(Collected data)
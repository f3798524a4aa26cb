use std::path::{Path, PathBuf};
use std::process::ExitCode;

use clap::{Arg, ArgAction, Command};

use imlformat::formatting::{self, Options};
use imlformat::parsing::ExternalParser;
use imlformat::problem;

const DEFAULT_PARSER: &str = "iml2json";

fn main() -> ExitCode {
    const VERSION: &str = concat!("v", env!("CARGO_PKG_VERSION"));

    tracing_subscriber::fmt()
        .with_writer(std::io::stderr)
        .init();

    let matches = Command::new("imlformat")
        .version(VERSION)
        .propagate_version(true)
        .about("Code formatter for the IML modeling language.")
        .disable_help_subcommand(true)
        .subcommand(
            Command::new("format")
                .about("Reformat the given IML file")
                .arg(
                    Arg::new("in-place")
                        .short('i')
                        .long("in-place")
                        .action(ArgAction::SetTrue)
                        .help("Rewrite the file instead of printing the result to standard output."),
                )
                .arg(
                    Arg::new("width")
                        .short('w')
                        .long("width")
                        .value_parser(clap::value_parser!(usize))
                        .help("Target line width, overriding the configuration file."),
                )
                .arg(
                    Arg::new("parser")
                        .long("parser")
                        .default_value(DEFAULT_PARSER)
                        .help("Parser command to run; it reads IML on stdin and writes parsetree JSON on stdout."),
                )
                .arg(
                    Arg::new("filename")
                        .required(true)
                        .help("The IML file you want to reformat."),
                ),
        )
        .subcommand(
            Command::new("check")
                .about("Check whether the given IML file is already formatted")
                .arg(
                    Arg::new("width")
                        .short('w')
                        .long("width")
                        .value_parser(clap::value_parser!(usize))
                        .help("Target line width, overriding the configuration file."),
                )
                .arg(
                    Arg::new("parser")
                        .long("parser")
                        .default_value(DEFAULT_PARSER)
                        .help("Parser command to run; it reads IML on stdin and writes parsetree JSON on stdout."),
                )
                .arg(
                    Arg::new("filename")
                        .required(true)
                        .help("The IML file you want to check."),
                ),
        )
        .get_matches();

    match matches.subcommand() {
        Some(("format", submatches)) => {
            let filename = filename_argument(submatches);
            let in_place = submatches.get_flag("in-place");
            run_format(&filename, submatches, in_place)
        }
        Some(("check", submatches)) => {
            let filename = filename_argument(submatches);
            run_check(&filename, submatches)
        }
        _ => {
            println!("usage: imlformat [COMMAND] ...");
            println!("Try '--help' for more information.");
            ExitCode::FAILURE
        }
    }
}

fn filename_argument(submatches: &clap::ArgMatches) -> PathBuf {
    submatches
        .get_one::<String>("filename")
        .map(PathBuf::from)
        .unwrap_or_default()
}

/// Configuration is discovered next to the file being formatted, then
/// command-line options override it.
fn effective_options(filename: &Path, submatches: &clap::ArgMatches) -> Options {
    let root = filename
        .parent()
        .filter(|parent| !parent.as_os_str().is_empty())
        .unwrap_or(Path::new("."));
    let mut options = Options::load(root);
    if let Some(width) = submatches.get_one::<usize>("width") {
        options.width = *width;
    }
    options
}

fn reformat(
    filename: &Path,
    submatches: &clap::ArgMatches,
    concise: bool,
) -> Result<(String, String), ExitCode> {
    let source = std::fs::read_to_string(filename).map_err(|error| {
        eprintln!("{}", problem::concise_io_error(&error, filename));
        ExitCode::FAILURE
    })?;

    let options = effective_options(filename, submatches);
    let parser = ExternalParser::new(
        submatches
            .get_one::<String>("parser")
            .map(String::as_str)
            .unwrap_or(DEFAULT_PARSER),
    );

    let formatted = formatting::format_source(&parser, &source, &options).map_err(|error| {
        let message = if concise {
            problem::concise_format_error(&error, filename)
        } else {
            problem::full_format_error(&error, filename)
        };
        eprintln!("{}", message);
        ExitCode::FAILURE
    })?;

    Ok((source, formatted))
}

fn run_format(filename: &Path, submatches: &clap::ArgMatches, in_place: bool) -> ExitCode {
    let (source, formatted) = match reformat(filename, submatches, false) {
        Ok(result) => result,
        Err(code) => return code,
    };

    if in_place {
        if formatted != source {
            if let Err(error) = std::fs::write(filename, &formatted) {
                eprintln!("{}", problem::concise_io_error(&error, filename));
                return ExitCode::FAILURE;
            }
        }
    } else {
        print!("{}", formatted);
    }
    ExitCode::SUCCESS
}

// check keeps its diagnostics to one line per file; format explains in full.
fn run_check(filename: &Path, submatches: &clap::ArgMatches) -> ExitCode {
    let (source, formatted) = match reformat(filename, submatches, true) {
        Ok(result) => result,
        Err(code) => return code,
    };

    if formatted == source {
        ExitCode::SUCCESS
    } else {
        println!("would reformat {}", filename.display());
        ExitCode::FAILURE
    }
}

* * *

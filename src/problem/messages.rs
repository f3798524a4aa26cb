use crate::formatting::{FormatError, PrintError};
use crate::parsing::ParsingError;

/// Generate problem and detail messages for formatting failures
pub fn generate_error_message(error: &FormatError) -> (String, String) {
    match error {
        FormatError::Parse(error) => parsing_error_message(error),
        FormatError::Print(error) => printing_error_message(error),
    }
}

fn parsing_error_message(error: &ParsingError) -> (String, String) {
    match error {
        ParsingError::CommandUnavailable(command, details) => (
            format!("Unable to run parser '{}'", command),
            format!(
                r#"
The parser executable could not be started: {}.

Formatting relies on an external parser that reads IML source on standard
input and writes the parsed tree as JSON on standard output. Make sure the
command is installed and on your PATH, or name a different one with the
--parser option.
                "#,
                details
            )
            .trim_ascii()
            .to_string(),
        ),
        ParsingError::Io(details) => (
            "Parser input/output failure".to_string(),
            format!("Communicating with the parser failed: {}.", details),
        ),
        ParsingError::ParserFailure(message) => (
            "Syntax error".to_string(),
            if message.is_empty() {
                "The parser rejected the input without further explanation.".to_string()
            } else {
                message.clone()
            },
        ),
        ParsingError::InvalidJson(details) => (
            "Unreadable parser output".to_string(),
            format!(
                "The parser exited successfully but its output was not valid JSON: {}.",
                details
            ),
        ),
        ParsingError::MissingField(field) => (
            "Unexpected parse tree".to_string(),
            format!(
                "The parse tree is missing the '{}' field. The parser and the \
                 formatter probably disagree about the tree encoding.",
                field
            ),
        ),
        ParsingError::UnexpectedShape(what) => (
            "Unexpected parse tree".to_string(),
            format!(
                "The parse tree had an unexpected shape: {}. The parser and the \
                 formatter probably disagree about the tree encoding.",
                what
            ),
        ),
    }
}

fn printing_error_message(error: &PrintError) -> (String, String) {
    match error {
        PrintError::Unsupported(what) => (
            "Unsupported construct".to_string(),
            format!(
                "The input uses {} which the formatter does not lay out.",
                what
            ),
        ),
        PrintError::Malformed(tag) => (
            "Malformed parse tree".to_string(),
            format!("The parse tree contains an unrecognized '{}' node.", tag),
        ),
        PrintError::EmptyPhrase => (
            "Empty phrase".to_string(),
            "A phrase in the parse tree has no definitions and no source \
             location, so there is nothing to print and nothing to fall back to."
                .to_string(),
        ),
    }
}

▸ **Problem**
Some lines of the records may hold the word "bool". How many do? Answer with a number and nothing else.

▸ **Output**
2